Hizbullah’s capture of two Israeli soldiers
comes, of course, a couple of weeks into the crisis Israeli society is
already facing as a result of Hamas’s capture of an IDF soldier in
Gaza. I can easily imagine that many Israelis are in a turmoil of
emotion. Though their army has killed around 70 or so
Palestinians– many of them civilians– in the past two weeks of
military actions, Palestinian society shows few signs of “cracking”
politically, in terms of backing down on the demand of the PA
government leaders that Israel agree to a widespread release of
Palestinian detainees in return to the safe release of Gilad
Shalit. (This is, of course, very similar to the “sumoud” shown
by the Lebanese public when Israel tried to bomb it into political
submission back in April 1996. Other people might recall the response
of Londoners to the Blitz.)
Israeli PM Ehud Olmert is, fairly predictably, huffing and
puffing a lot of very angry rhetoric. That AP report linked
above, by Joseph Panossian, says:
Olmert said he held the Lebanese
government responsible for the two
soldiers’ safety, vowing that the Israeli response “will be restrained,
but very, very, very painful.”
(That page on the AP news site, by the way, had a photo of Hizbullah
leader Sheikh Hassan Nasrullah “taking questions at a press conference
in Beirut”– in which it looked for all the world as if he’d been
taking lessons in projecting a commanding public presence from the
School of Donald Rumsfeld… Oh well, on second thoughts,
Nasrullah was already able to give a talented and commanding public
performance a long time before Rumsfeld became Bush’s Secretary of
Defense.)
Panossian wrote this:
Secretary of State Condoleezza Rice said the Hezbollah
action went against the interest of the Lebanese people, and that Syria has a
“special responsibility” to resolve the crisis. [whatever that might mean– HC]
“All sides must act with
restraint to resolve this incident
peacefully and to protect innocent life and civilian infrastructure,”

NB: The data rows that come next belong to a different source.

//! Tessera Query - OQL query compilation and execution over region caches.
//!
//! This crate compiles object query text into an immutable node tree and runs
//! it against the regions of a `RegionCache`:
//!
//! - `parser`: query text to an untransformed compiled tree
//! - `optimizer`: compile-time passes (GROUP BY rewrite, ORDER BY mapping, LIMIT eligibility)
//! - `executor`: name resolution, evaluation, index planning and nested iteration
//! - `method`: type registry, method resolution and invocation authorization
//! - `results`: result containers and `QueryResults`
//! - `distributed`: per-bucket evaluation of queries over partitioned regions
//! - `service`: `QueryService` and `Query`, the public entry points
//!
//! # Example
//!
//! ```rust
//! use std::sync::Arc;
//! use tessera_core::{ObjectValue, Value};
//! use tessera_query::QueryService;
//! use tessera_storage::RegionCache;
//!
//! let cache = Arc::new(RegionCache::new());
//! let portfolios = cache.create_region("portfolios").unwrap();
//! portfolios
//!     .put(1, ObjectValue::new("Portfolio").with("ID", 1).with("status", "active"))
//!     .unwrap();
//! portfolios
//!     .put(2, ObjectValue::new("Portfolio").with("ID", 2).with("status", "inactive"))
//!     .unwrap();
//!
//! let service = QueryService::new(cache);
//! let query = service
//!     .new_query("SELECT p.ID FROM /portfolios p WHERE p.status = $1")
//!     .unwrap();
//! let results = query.execute(&[Value::from("active")]).unwrap();
//! assert_eq!(results.as_list(), vec![Value::Int(1)]);
//! ```

pub mod ast;
pub mod config;
mod context;
pub mod distributed;
pub mod error;
mod executor;
pub mod method;
pub mod optimizer;
pub mod parser;
pub mod results;
pub mod service;

#[cfg(test)]
mod testing;

pub use ast::{CompiledQuery, CompiledValue, NodeId};
pub use config::QueryConfig;
pub use context::CancellationToken;
pub use distributed::FunctionContext;
pub use error::{MethodError, QueryError, Result};
pub use method::{
    AllowAllAuthorizer, ClassDescriptor, MethodAuthorizer, MethodDescriptor, RestrictedAuthorizer,
    TypeRegistry,
};
pub use results::{ContainerKind, QueryResults};
pub use service::{Query, QueryService};
//! Key extraction for indexes.

use core::fmt;
use std::sync::Arc;
use tessera_core::Value;

type ExtractFn = dyn Fn(&Value) -> Result<Option<Value>, String> + Send + Sync;

/// Derives the indexed key from an entry value.
///
/// `Ok(None)` means the key is UNDEFINED for that value and the entry is left
/// out of the index. `Err` means the key could not be computed at all; the
/// index records the failure and refuses lookups until the entry goes away.
#[derive(Clone)]
pub struct KeyExtractor {
    description: Arc<str>,
    extract: Arc<ExtractFn>,
}

impl KeyExtractor {
    /// Creates an extractor from a closure that cannot fail.
    pub fn new<F>(description: impl AsRef<str>, extract: F) -> Self
    where
        F: Fn(&Value) -> Option<Value> + Send + Sync + 'static,
    {
        Self::fallible(description, move |value| Ok(extract(value)))
    }

    /// Creates an extractor from a closure that may fail with a message.
    pub fn fallible<F>(description: impl AsRef<str>, extract: F) -> Self
    where
        F: Fn(&Value) -> Result<Option<Value>, String> + Send + Sync + 'static,
    {
        Self {
            description: Arc::from(description.as_ref()),
            extract: Arc::new(extract),
        }
    }

    /// Creates an extractor that follows a dotted attribute path
    /// (`status`, `position.secId`). An empty path indexes the value itself.
    pub fn path(path: &str) -> Self {
        let segments: Vec<String> = path
            .split('.')
            .filter(|s| !s.is_empty())
            .map(str::to_owned)
            .collect();
        Self::new(path, move |value| {
            let mut current = value;
            for segment in &segments {
                current = current.field(segment)?;
            }
            match current {
                Value::Undefined => None,
                v => Some(v.clone()),
            }
        })
    }

    /// Extracts the key for a value.
    pub fn extract(&self, value: &Value) -> Result<Option<Value>, String> {
        (self.extract)(value)
    }

    /// Returns the description given at construction.
    pub fn description(&self) -> &str {
        &self.description
    }
}

impl fmt::Debug for KeyExtractor {
    fn fmt(&self, f: &mut fmt::Formatter<'_>) -> fmt::Result {
        f.debug_tuple("KeyExtractor").field(&self.description).finish()
    }
}
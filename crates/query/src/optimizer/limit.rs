//! LIMIT pushdown eligibility.

use super::CompilePass;
use crate::ast::{CompiledQuery, CompiledValue, NodeId};
use crate::error::Result;

/// Marks SELECTs whose LIMIT may be handed to an index lookup: a single
/// iterator, and at most one ORDER BY key. Whether an index is actually used is
/// decided per run.
pub struct LimitEligibility;

impl CompilePass for LimitEligibility {
    fn apply(&self, query: &mut CompiledQuery, id: NodeId) -> Result<()> {
        if let CompiledValue::Select(select) = query.node_mut(id) {
            select.plan.limit_pushdown_eligible = select.limit.is_some()
                && select.iterators.len() == 1
                && select.order_by.len() <= 1;
        }
        Ok(())
    }

    fn name(&self) -> &'static str {
        "limit_eligibility"
    }
}

#[cfg(test)]
mod tests {
    use super::*;
    use crate::parser::parse_query;

    fn eligible(text: &str) -> bool {
        let mut q = parse_query(text).unwrap();
        let root = q.root();
        LimitEligibility.apply(&mut q, root).unwrap();
        q.root_select().unwrap().plan.limit_pushdown_eligible
    }

    #[test]
    fn test_eligibility() {
        assert!(eligible("SELECT * FROM /R p WHERE p.ID > 1 LIMIT 3"));
        assert!(eligible("SELECT * FROM /R p ORDER BY p.ID LIMIT 3"));
        assert!(!eligible("SELECT * FROM /R p ORDER BY p.ID, p.status LIMIT 3"));
        assert!(!eligible("SELECT * FROM /R p, /S q LIMIT 3"));
        assert!(!eligible("SELECT * FROM /R p"));
    }
}
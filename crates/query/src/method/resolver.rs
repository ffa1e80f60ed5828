//! Most-specific method selection with a process-wide memo.

use super::{MethodDescriptor, TypeRegistry};
use crate::error::{QueryError, Result};
use dashmap::DashMap;
use once_cell::sync::Lazy;
use std::sync::Arc;
use tessera_core::ObjectType;

#[derive(Clone, Debug, PartialEq, Eq, Hash)]
struct ResolutionKey {
    registry: u64,
    class: String,
    method: String,
    args: Vec<ObjectType>,
}

#[derive(Clone, Debug)]
enum Resolution {
    Method(Arc<MethodDescriptor>),
    NotFound,
    Ambiguous(Vec<String>),
}

static RESOLUTIONS: Lazy<DashMap<ResolutionKey, Resolution>> = Lazy::new(DashMap::new);

/// Resolves `class.method(args)` to the most specific applicable method.
///
/// Results (including failures) are memoized per registry, receiver class, method
/// name and argument types. Concurrent resolvers of the same key may both compute;
/// the first insert wins.
pub fn resolve_method(
    registry: &TypeRegistry,
    class: &str,
    method: &str,
    args: &[ObjectType],
) -> Result<Arc<MethodDescriptor>> {
    let key = ResolutionKey {
        registry: registry.id(),
        class: class.to_owned(),
        method: method.to_owned(),
        args: args.to_vec(),
    };
    let resolution = match RESOLUTIONS.get(&key) {
        Some(hit) => hit.clone(),
        None => {
            let computed = resolve_uncached(registry, class, method, args);
            tracing::debug!(class, method, ?args, ?computed, "resolved method");
            RESOLUTIONS.entry(key).or_insert(computed).clone()
        }
    };
    match resolution {
        Resolution::Method(m) => Ok(m),
        Resolution::NotFound => Err(QueryError::unresolved(format!(
            "no applicable method {}({}) on class {}",
            method,
            type_list(args),
            class
        ))),
        Resolution::Ambiguous(candidates) => Err(QueryError::Ambiguity {
            class: class.to_owned(),
            method: method.to_owned(),
            candidates,
        }),
    }
}

/// Number of memoized resolutions.
pub fn resolution_cache_len() -> usize {
    RESOLUTIONS.len()
}

fn type_list(args: &[ObjectType]) -> String {
    args.iter().map(|a| a.class_name()).collect::<Vec<_>>().join(", ")
}

fn resolve_uncached(
    registry: &TypeRegistry,
    class: &str,
    method: &str,
    args: &[ObjectType],
) -> Resolution {
    // Collect candidates from the most derived class up; an override hides the
    // ancestor method with identical parameters.
    let mut candidates: Vec<Arc<MethodDescriptor>> = Vec::new();
    for ancestor in registry.lineage(class) {
        let Some(descriptor) = registry.class(&ancestor) else {
            continue;
        };
        for m in descriptor.methods() {
            if m.name() != method || m.params().len() != args.len() {
                continue;
            }
            if candidates.iter().all(|c| c.params() != m.params()) {
                candidates.push(m.clone());
            }
        }
    }

    if let Some(exact) = candidates.iter().find(|c| c.params() == args) {
        return Resolution::Method(exact.clone());
    }

    let applicable: Vec<&Arc<MethodDescriptor>> = candidates
        .iter()
        .filter(|c| {
            args.iter()
                .zip(c.params())
                .all(|(arg, param)| registry.is_assignable(arg, param))
        })
        .collect();

    let maximal: Vec<&Arc<MethodDescriptor>> = applicable
        .iter()
        .enumerate()
        .filter(|(i, c)| {
            !applicable
                .iter()
                .enumerate()
                .any(|(j, other)| *i != j && more_specific(registry, other, c))
        })
        .map(|(_, c)| *c)
        .collect();

    match maximal.len() {
        0 => Resolution::NotFound,
        1 => Resolution::Method(maximal[0].clone()),
        _ => Resolution::Ambiguous(maximal.iter().map(|m| m.signature()).collect()),
    }
}

/// Returns true if `a` is strictly more specific than `b`.
fn more_specific(registry: &TypeRegistry, a: &MethodDescriptor, b: &MethodDescriptor) -> bool {
    let params_at_least = a
        .params()
        .iter()
        .zip(b.params())
        .all(|(pa, pb)| registry.is_assignable(pa, pb));
    let params_strict = a.params() != b.params();
    let class_at_least = registry.is_subclass(a.declaring_class(), b.declaring_class());
    params_at_least && class_at_least && (params_strict || a.declaring_class() != b.declaring_class())
}
//! SELECT evaluation by nested iteration.

use super::filter::IndexLockGuard;
use crate::ast::{NodeId, Projection, SelectNode};
use crate::context::ExecutionContext;
use crate::error::{QueryError, Result};
use crate::results::{ContainerSpec, QueryResults, ResultCollector, ResultContainer, RowComparator};
use std::sync::Arc;
use tessera_core::{StructType, Value};

impl ExecutionContext<'_> {
    /// Evaluates a SELECT to its final result.
    pub(crate) fn execute_select(&mut self, id: NodeId) -> Result<QueryResults> {
        self.run_select(id, false)
    }

    /// Evaluates a SELECT. A `partial` run produces rows that are merged with
    /// other buckets later: sorted rows keep their key values and a DISTINCT
    /// COUNT(*) returns its distinct rows instead of their number.
    pub(crate) fn run_select(&mut self, id: NodeId, partial: bool) -> Result<QueryResults> {
        let query = self.query;
        let select = query
            .select(id)
            .ok_or_else(|| QueryError::invalid_query("expected a SELECT"))?;
        let limit = self.limit_of(select)?;
        let shape = self.row_shape(select);
        let count = select.is_count() && !(partial && select.distinct);

        if count && !select.distinct && select.where_clause.is_none() && limit.is_none() {
            if let [only] = select.iterators.as_slice() {
                if let Some(region) = self.iterated_region(*only)? {
                    return Ok(QueryResults::count(region.size()));
                }
            }
        }

        let mut spec = ContainerSpec {
            ordered: select.is_ordered(),
            distinct: select.distinct,
            is_struct: shape.is_some(),
            ignore_order_by: false,
            count,
            limit,
            comparator: RowComparator::new(
                select.plan.sort_keys.iter().map(|k| k.descending).collect(),
            ),
        };

        if let Some(target) = self.bulk_fetch_target(select)? {
            let mut container = ResultContainer::new(spec, shape.clone());
            self.bulk_fetch(select, &shape, target, &mut container)?;
            return Ok(container.finish(partial));
        }

        let plan = self.plan_for(id, select)?;
        let Some(filter_shape) = plan.shape.as_ref() else {
            let mut container = ResultContainer::new(spec, shape.clone());
            self.iterate(select, 0, &plan.residual, &shape, &mut container)?;
            return Ok(container.finish(partial));
        };

        let guard = IndexLockGuard::acquire(&plan.indexes);
        let filter = self.build_filter(filter_shape)?;
        let single = filter.single_lookup().map(|(slot, _)| slot);
        let ordered_by_index =
            select.is_ordered() && single.is_some() && single == plan.order_index;
        let descending = ordered_by_index && select.plan.sort_keys[0].descending;
        // Bucket rows are re-sorted when merged, so they keep their keys.
        spec.ignore_order_by = ordered_by_index && !partial;
        let index_limit = limit.filter(|_| {
            self.config().limit_pushdown
                && select.plan.limit_pushdown_eligible
                && plan.residual.is_empty()
                && single.is_some()
                && (!select.is_ordered() || ordered_by_index)
                && (!select.distinct || matches!(select.projection, Projection::All))
                && !select.is_count()
        });
        let candidates = self.run_filter(&filter, &guard, descending, index_limit)?;

        let mut container = ResultContainer::new(spec, shape.clone());
        let target = select.iterators[0];
        for entry in candidates {
            self.check_cancelled()?;
            if entry.is_destroyed() {
                continue;
            }
            self.stats.rows_examined += 1;
            self.bind_iterator(target, entry.value().clone());
            self.iterate(select, 1, &plan.residual, &shape, &mut container)?;
            if container.is_full() {
                break;
            }
        }
        drop(guard);
        Ok(container.finish(partial))
    }

    /// Binds iterators from `level` on and adds every row that passes
    /// `conditions`.
    pub(crate) fn iterate(
        &mut self,
        select: &SelectNode,
        level: usize,
        conditions: &[NodeId],
        shape: &Option<Arc<StructType>>,
        container: &mut ResultContainer,
    ) -> Result<()> {
        if level >= select.iterators.len() {
            for condition in conditions {
                if !self.evaluate_condition(*condition)? {
                    return Ok(());
                }
            }
            let row = self.project(select, shape)?;
            let mut key = Vec::with_capacity(select.plan.sort_keys.len());
            for sort_key in &select.plan.sort_keys {
                key.push(self.evaluate(sort_key.expr)?);
            }
            container.add(row, key);
            return Ok(());
        }
        let def = select.iterators[level];
        for value in self.iteration_values(def)? {
            if level == 0 {
                self.check_cancelled()?;
                self.stats.rows_examined += 1;
            }
            self.bind_iterator(def, value);
            self.iterate(select, level + 1, conditions, shape, container)?;
            if container.is_full() {
                break;
            }
        }
        Ok(())
    }

    fn project(&mut self, select: &SelectNode, shape: &Option<Arc<StructType>>) -> Result<Value> {
        let mut values = match &select.projection {
            Projection::Columns(fields) => {
                let mut values = Vec::with_capacity(fields.len());
                for field in fields {
                    values.push(self.evaluate(field.expr)?);
                }
                values
            }
            Projection::All | Projection::Count => select
                .iterators
                .iter()
                .map(|def| self.iterator_value(*def))
                .collect(),
        };
        Ok(match shape {
            Some(ty) => Value::structure(ty.clone(), values),
            None => values.pop().unwrap_or(Value::Undefined),
        })
    }

    /// Returns the struct type of multi-column rows.
    fn row_shape(&self, select: &SelectNode) -> Option<Arc<StructType>> {
        let names: Vec<String> = match &select.projection {
            Projection::Columns(fields) if fields.len() > 1 => {
                fields.iter().map(|f| f.name.clone()).collect()
            }
            Projection::All | Projection::Count if select.iterators.len() > 1 => select
                .iterators
                .iter()
                .enumerate()
                .map(|(i, def)| {
                    self.query
                        .iterator_name(*def)
                        .map_or_else(|| format!("iter{}", i), str::to_owned)
                })
                .collect(),
            _ => return None,
        };
        Some(Arc::new(StructType::new(names)))
    }

    pub(crate) fn limit_of(&mut self, select: &SelectNode) -> Result<Option<usize>> {
        let Some(node) = select.limit else {
            return Ok(None);
        };
        let value = self.evaluate(node)?;
        match value.as_i64().map(usize::try_from) {
            Some(Ok(limit)) => Ok(Some(limit)),
            _ => Err(QueryError::invalid_query(format!(
                "LIMIT must be a non-negative integer, got {}",
                value
            ))),
        }
    }
}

she said ahead of meetings in Paris.
That latter statement is new and interesting. It seems clearly
directed at Israel, and indicates she has a new awareness of how
disastrous the consequences of a continuation or (heaven forfend) even
a new escalation by Israel of its use of military force could be for
all the status quo powers in the region… And yes, that certainly
includes the US military presence in Iraq and all its associated supply
lines, as well as the US’s network of political alliances and allies
throughout the region.
But guess what. If Haaretz’s often well informed Amos Harel is to
be believed, then his sources in at least the Israeli military (but
let’s hope not their political commanders?) are talking
about inflicting damage on Lebanon that will force the country’s
“civilian infrastructures [to] regress 20, or even 50 years.”
Well, at one level, we could say to that: no big deal. The
Lebanese people in general– and Hizbullah’s associated “jihad
al-bina'” construcvtion companies in particular– are really quite good
at rebuilding civilian infrastructures. The Israeli military gave
them plenty of practice doing that in the decades before 2000. At
anothert level, though, we all know well today that when roads and
bridges are cut, power generating plants and water and sewage plants
incapacitated, then real people suffer and die– and usually the sick,
the old, the disabled, and the weak.
Maybe that’s why Condi expressed some public concern for “civilian
infrastructures.”
So what will the Israeli government decide to do? I guess we’ll
see that in the hours and days ahead… But I should imagine they
are royally annoyed (which might be a dangerous circumstance, in itself.) Even
Harel, who is by no means a Hizbullah sympathizer, was forced to admit
that,
The attack
on Israel’s northern border was an impressive military achievement for
Hezbollah and a ringing failure for the IDF. Despite Israel’s
intelligence analyses and despite wide operational deployment,
Hezbollah has succeeded in carrying out what it has been threatening to
do for more than two years – and it couldn’t have happened at a more
sensitive time.
And this:
If
Israel is having difficulty in deterring Hamas in Gaza, and certainly
if it is unable to bring the crisis to a conclusion, indeed Hezbollah
is a much more sophisticated and experienced rival than its Palestinian
counterpart.
It is safe to assume that Hezbollah planned the
abduction months in advance, and that the Shi’ite organization has made
every effort to conceal the location where the kidnapped soldiers are
being held…
His prediction seemed to be that Olmert would now feel able to “take
the gloves off”– or, as he put it, “It now seems that the
government may be able to stop acting like it is walking on eggshells,
as it has thus far.”
(Walking on eggshells? Tell that to the people of Gaza!)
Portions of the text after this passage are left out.